What you should do
Copy nothing but the lines below running from the line containing "pub fn exclude_nodes<I>(mut" through the line containing "fn next(&mut self)", both end lines included.

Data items
++++
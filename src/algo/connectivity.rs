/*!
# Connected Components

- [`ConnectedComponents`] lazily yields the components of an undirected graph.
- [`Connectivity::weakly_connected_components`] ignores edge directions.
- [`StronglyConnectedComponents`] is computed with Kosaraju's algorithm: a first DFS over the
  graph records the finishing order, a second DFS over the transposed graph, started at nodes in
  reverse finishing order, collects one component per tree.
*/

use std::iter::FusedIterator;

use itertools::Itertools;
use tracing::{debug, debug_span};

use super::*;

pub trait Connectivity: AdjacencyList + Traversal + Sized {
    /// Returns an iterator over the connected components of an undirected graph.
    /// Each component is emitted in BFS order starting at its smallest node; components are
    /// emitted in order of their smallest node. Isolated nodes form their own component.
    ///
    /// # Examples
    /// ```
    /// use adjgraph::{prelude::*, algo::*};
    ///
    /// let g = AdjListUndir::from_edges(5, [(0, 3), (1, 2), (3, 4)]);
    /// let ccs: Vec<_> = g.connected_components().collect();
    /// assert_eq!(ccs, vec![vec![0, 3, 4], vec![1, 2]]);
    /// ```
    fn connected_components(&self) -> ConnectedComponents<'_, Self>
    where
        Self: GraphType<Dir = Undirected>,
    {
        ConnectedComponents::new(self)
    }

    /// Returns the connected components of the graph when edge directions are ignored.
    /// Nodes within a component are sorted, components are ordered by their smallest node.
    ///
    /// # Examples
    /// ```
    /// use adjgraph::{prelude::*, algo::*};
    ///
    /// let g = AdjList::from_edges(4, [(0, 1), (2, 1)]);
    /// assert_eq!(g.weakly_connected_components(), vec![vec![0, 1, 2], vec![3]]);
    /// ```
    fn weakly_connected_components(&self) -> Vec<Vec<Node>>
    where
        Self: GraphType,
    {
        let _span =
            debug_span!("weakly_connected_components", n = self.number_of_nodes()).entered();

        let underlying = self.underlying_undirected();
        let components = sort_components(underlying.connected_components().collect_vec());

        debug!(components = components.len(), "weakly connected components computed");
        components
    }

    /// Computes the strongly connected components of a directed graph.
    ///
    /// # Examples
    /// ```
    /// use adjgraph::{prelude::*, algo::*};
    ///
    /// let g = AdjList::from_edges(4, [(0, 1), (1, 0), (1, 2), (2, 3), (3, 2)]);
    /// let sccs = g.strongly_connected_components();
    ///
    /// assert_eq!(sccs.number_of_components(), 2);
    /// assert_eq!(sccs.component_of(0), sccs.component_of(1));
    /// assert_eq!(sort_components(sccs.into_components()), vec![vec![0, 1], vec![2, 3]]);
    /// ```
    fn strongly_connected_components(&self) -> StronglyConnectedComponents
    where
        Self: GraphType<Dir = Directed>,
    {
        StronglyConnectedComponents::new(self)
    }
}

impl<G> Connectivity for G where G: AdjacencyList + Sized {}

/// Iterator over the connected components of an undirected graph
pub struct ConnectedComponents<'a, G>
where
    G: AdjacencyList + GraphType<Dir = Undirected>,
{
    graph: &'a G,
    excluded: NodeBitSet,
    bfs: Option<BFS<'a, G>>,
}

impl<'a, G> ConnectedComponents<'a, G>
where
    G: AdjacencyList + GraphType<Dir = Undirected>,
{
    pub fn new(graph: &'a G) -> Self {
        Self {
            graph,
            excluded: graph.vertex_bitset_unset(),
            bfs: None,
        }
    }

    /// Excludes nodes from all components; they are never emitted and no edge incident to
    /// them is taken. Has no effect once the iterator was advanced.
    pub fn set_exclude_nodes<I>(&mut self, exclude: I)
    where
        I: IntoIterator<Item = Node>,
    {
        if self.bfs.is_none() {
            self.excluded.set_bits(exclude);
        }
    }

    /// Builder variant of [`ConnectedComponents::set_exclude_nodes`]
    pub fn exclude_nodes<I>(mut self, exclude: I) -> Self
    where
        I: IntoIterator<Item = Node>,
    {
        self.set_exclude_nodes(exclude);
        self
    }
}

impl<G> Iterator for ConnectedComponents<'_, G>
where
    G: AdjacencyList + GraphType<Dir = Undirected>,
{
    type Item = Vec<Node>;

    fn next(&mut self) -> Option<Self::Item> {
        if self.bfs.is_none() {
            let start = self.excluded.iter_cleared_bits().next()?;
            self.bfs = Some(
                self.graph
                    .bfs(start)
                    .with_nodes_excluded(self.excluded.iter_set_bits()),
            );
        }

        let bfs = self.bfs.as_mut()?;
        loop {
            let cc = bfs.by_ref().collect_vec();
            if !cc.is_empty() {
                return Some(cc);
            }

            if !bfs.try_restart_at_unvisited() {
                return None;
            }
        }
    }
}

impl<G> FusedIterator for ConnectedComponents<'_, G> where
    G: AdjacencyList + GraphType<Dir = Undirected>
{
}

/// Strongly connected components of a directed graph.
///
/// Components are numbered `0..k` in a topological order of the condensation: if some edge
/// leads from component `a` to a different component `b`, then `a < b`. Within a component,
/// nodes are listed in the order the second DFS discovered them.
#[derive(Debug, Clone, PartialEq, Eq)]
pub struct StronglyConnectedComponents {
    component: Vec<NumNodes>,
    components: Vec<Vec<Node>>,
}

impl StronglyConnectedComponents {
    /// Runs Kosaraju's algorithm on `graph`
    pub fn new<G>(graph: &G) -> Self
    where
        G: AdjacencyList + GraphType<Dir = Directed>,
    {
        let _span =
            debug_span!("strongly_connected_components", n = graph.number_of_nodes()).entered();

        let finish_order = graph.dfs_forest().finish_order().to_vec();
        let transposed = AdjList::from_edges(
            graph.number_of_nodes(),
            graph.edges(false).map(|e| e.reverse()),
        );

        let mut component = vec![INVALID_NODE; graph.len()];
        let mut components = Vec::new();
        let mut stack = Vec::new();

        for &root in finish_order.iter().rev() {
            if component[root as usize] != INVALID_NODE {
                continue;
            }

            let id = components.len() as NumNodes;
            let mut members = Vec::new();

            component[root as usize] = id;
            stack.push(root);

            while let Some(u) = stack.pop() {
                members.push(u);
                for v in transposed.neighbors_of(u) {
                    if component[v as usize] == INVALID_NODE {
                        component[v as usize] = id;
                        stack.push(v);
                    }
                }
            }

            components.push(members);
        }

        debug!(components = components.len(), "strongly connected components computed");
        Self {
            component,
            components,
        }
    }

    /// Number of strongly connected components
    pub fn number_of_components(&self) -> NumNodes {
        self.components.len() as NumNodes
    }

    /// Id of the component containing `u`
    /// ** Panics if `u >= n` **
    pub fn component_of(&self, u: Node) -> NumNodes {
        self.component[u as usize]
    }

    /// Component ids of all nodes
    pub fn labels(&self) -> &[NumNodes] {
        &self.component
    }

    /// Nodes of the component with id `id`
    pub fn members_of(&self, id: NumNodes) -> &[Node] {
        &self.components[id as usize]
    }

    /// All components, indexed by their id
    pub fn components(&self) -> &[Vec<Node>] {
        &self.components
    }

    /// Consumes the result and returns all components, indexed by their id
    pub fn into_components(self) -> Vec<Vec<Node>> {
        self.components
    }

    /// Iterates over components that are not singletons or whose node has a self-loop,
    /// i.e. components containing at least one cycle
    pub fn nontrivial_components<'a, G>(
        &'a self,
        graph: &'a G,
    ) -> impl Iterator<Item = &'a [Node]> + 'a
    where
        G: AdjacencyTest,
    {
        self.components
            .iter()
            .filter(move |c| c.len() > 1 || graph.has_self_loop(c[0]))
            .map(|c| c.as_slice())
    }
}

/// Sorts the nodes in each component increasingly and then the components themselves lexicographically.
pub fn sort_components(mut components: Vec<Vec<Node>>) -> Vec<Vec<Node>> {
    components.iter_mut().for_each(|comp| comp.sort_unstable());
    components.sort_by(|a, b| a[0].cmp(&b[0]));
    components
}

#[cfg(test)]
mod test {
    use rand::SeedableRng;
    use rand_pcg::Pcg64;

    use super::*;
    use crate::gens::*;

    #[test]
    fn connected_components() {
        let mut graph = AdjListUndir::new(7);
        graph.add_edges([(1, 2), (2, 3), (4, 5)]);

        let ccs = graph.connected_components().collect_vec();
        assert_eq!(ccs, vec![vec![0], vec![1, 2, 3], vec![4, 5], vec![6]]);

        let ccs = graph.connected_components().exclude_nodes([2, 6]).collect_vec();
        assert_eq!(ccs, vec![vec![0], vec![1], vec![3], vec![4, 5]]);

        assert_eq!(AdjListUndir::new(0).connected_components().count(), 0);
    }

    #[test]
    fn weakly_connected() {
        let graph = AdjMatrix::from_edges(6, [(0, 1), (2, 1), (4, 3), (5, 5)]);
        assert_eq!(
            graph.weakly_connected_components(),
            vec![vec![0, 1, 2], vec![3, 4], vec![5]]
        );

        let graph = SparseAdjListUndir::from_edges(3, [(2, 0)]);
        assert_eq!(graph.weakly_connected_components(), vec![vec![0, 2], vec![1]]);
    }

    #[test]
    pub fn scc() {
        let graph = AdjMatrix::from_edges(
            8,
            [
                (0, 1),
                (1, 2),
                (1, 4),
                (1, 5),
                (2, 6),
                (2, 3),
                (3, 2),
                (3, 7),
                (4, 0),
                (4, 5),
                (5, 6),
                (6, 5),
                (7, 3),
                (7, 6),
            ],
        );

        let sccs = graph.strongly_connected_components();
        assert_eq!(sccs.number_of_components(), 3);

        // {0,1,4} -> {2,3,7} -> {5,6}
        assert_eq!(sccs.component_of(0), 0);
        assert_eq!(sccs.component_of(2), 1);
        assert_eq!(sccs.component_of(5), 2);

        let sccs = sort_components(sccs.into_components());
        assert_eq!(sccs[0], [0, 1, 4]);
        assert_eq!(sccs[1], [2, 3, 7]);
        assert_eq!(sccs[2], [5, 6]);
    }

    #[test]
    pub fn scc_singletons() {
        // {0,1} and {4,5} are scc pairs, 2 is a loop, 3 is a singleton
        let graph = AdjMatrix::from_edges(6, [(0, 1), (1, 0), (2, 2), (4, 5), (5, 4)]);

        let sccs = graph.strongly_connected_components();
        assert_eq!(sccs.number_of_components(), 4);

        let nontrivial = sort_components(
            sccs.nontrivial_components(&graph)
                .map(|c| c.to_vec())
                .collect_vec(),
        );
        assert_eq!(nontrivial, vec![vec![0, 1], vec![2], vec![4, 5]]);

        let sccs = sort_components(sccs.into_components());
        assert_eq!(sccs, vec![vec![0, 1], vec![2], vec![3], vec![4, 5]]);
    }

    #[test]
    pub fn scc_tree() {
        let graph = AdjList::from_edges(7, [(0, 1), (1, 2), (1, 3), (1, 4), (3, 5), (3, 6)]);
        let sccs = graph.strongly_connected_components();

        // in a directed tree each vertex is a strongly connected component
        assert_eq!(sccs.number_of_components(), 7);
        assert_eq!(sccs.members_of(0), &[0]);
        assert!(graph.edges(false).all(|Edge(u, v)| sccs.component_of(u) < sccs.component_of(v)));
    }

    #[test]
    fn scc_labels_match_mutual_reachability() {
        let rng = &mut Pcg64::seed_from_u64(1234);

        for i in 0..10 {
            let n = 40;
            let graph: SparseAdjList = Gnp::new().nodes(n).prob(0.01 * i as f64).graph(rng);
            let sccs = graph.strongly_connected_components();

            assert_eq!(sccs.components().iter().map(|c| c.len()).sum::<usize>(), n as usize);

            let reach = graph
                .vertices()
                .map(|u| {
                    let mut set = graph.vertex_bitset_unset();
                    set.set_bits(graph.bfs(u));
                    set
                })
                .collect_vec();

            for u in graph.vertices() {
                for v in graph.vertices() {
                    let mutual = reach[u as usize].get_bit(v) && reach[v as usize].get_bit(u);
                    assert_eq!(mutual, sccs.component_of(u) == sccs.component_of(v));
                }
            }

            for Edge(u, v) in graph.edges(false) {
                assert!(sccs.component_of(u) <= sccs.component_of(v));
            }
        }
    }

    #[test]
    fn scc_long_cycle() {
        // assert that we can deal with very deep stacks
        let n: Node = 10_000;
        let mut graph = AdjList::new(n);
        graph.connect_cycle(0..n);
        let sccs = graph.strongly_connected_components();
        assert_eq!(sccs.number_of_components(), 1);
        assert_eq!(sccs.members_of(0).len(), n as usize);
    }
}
++++
Solution to this problem
    pub fn exclude_nodes<I>(mut self, exclude: I) -> Self
    where
        I: IntoIterator<Item = Node>,
    {
        self.set_exclude_nodes(exclude);
        self
    }
}

impl<G> Iterator for ConnectedComponents<'_, G>
where
    G: AdjacencyList + GraphType<Dir = Undirected>,
{
    type Item = Vec<Node>;

    fn next(&mut self) -> Option<Self::Item> {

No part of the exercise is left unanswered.